Kevin Winter/Getty Images for CBS Radio Inc.

The Spotify-Swift saga continues.

Last week, Taylor Swift raised eyebrows when she pulled her entire catalog from the digital music streaming service, Spotify. At the time, her feel-good "1989" single "Shake It Off" was its most played song.

Swift explained her decision, saying streaming, "all feels to me a bit like a grand experiment," and that she doesn't think it "fairly compensates the writers, producers, artists, and creators of this music."

According to Spotify CEO Daniel Ek, that's not the case.

"Taylor Swift is absolutely right: music is art, art has real value, and artists deserve to be paid for it," his Tuesday blog post, "2 Billion and Counting," begins.

"Spotify has paid more than two billion dollars to labels, publishers and collecting societies for distribution to songwriters and recording artists," he writes. "Spotify now has 50 million active users, including 12.5 million subscribers each paying $120 per year."

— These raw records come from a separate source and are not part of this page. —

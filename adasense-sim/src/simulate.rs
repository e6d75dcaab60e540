// AdaSense - Adaptive sampling and budgeted telemetry codec
// Copyright (c) 2025 David Martin Venti
//
// Dual-licensed under AGPL-3.0 and Commercial License.
// See LICENSE file for details.

//! Run a policy over a dataset and measure what the receiver gets.

use crate::error::{Result, SimError};
use crate::signal::{default_classes, generate_dataset, Dataset};
use adasense::{
    make_policy, mean_absolute_error, reconstruct_sequence, run_sequences, EncodingMode,
    EncryptionMode, Policy, PolicyConfig, PolicySummary, SamplingMetrics, ThresholdTable,
};
use serde::{Deserialize, Serialize};
use tracing::{debug, info};

/// Simulation parameters.
#[derive(Debug, Clone)]
pub struct SimulationConfig {
    /// Policy name
    pub policy: String,
    /// Target collection fraction
    pub target: f64,
    /// Message layout for adaptive policies
    pub encoding: EncodingMode,
    /// Encryption the budget accounts for
    pub encryption: EncryptionMode,
    /// Sequences generated per class
    pub sequences_per_class: usize,
    /// Steps per sequence
    pub seq_length: usize,
    /// Features per step
    pub num_features: usize,
    /// Fractional bits
    pub precision: u32,
    /// Seed for both the dataset and the policy
    pub seed: u64,
    /// Adaptive thresholds
    pub thresholds: ThresholdTable,
}

impl Default for SimulationConfig {
    fn default() -> Self {
        Self {
            policy: "adaptive_heuristic".to_string(),
            target: 0.5,
            encoding: EncodingMode::Standard,
            encryption: EncryptionMode::Stream,
            sequences_per_class: 20,
            seq_length: 50,
            num_features: 3,
            precision: 10,
            seed: adasense::protocol::DEFAULT_SEED,
            thresholds: ThresholdTable::new(),
        }
    }
}

impl SimulationConfig {
    /// Policy configuration for these parameters.
    pub fn policy_config(&self) -> PolicyConfig {
        PolicyConfig::new(self.target, self.num_features, self.seq_length)
            .with_precision(self.precision)
            .with_encoding(self.encoding)
            .with_encryption(self.encryption)
            .with_seed(self.seed)
    }

    /// Build the configured policy.
    pub fn build_policy(&self) -> Result<Policy> {
        Ok(make_policy(
            &self.policy,
            &self.policy_config(),
            &self.thresholds,
        )?)
    }

    /// Generate the built-in dataset.
    pub fn dataset(&self) -> Result<Dataset> {
        generate_dataset(
            &default_classes(self.num_features),
            self.sequences_per_class,
            self.seq_length,
            self.seed,
        )
    }
}

/// Outcome of one simulation run.
#[derive(Debug, Clone, Serialize, Deserialize)]
pub struct SimulationReport {
    /// Policy description
    pub policy: PolicySummary,
    /// Class label of each sequence
    pub labels: Vec<String>,
    /// Message size of each sequence
    pub num_bytes: Vec<usize>,
    /// Fraction of steps collected
    pub collection_rate: f64,
    /// Mean absolute error of the receiver's reconstruction
    pub mae: f64,
    /// Standard deviation of message sizes
    pub byte_std_dev: f64,
}

/// Run `policy` over every sequence of `dataset`.
///
/// Each message is decoded and the full sequence rebuilt by interpolation,
/// so `mae` reflects sampling loss, quantization and any pruning.
pub fn simulate(policy: &mut Policy, dataset: &Dataset) -> Result<SimulationReport> {
    if policy.seq_length() != dataset.seq_length {
        return Err(SimError::SequenceLength {
            expected: policy.seq_length(),
            actual: dataset.seq_length,
        });
    }

    let outcomes = run_sequences(policy, &dataset.sequences)?;
    let mut metrics = SamplingMetrics::new();

    for ((outcome, sequence), label) in outcomes
        .iter()
        .zip(&dataset.sequences)
        .zip(&dataset.labels)
    {
        let (decoded, indices) = policy.decode(&outcome.message)?;
        let rebuilt = reconstruct_sequence(&decoded, &indices, dataset.seq_length);
        let error = mean_absolute_error(sequence, &rebuilt);

        debug!(
            label = %label,
            collected = outcome.num_collected(),
            sent = indices.len(),
            bytes = outcome.num_bytes(),
            mae = error,
            "Sequence done"
        );

        metrics.record_outcome(outcome, dataset.seq_length);
        let num_values = sequence.as_slice().len();
        metrics.record_error(error * num_values as f64, num_values);
    }

    let report = SimulationReport {
        policy: policy.as_dict(),
        labels: dataset.labels.clone(),
        num_bytes: outcomes.iter().map(|o| o.num_bytes()).collect(),
        collection_rate: metrics.collection_rate(),
        mae: metrics.mae(),
        byte_std_dev: metrics.byte_std_dev(),
    };

    info!(
        policy = %report.policy.name,
        sequences = dataset.len(),
        collection_rate = report.collection_rate,
        avg_bytes = metrics.average_message_bytes(),
        mae = report.mae,
        "Simulation complete"
    );

    Ok(report)
}

#[cfg(test)]
mod tests {
    use super::*;
    use adasense::planner::target_bytes;
    use adasense::protocol::CHACHA_NONCE_LEN;

    fn config(policy: &str) -> SimulationConfig {
        SimulationConfig {
            policy: policy.to_string(),
            sequences_per_class: 3,
            ..Default::default()
        }
    }

    #[test]
    fn test_uniform_sizes_constant() {
        let config = config("uniform");
        let mut policy = config.build_policy().unwrap();
        let dataset = config.dataset().unwrap();

        let report = simulate(&mut policy, &dataset).unwrap();

        assert_eq!(report.num_bytes.len(), 15);
        assert_eq!(report.labels, dataset.labels);
        assert_eq!(report.byte_std_dev, 0.0);
        assert!(report.mae.is_finite());
    }

    #[test]
    fn test_group_stream_sizes_constant() {
        let mut config = config("adaptive_litesense");
        config.encoding = EncodingMode::Group;
        config.target = 0.3;
        config.thresholds.insert("adaptive_litesense", 0.3, 0.1);

        let mut policy = config.build_policy().unwrap();
        let dataset = config.dataset().unwrap();
        let report = simulate(&mut policy, &dataset).unwrap();

        let expected = target_bytes(0.3, 3, 50, EncryptionMode::Stream) - CHACHA_NONCE_LEN;
        assert!(report.num_bytes.iter().all(|n| *n == expected));
        assert_eq!(report.policy.encoding.as_deref(), Some("GROUP"));
    }

    #[test]
    fn test_full_collection_is_near_exact() {
        let mut config = config("uniform");
        config.target = 1.0;

        let mut policy = config.build_policy().unwrap();
        let dataset = config.dataset().unwrap();
        let report = simulate(&mut policy, &dataset).unwrap();

        assert_eq!(report.collection_rate, 1.0);
        assert!(report.mae <= 1.0 / 1024.0);
    }

    #[test]
    fn test_sequence_length_mismatch() {
        let config = config("random");
        let mut policy = config.build_policy().unwrap();
        let dataset = SimulationConfig {
            seq_length: 20,
            ..config.clone()
        }
        .dataset()
        .unwrap();

        assert!(matches!(
            simulate(&mut policy, &dataset),
            Err(SimError::SequenceLength {
                expected: 50,
                actual: 20
            })
        ));
    }

    #[test]
    fn test_unknown_policy() {
        assert!(matches!(
            config("skip_rnn").build_policy(),
            Err(SimError::Adasense(_))
        ));
    }

    #[test]
    fn test_report_serializes() {
        let config = config("random");
        let mut policy = config.build_policy().unwrap();
        let report = simulate(&mut policy, &config.dataset().unwrap()).unwrap();

        let json = serde_json::to_string(&report).unwrap();
        let back: SimulationReport = serde_json::from_str(&json).unwrap();
        assert_eq!(back.num_bytes, report.num_bytes);
        assert_eq!(back.policy, report.policy);
    }
}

All this, at a time when he says pirating was "killing" the industry.

Ek points out that royalties for an artist like Taylor Swift -- before she up and left -- would "exceed $6 million a year." He adds, "Any way you cut it, one thing is clear -- we're paying an enormous amount of money to labels and publishers for distribution to artists and songwriters, and significantly more than any other streaming service."

Swift sold 1.2 million copies of "1989" during its first week of sales, which Ek says is "awesome," but niceties aside, it seems important to Spotify that it make its case.

"We're getting fans to pay for music again," he concludes. "...and that's good for music makers and music lovers around the world."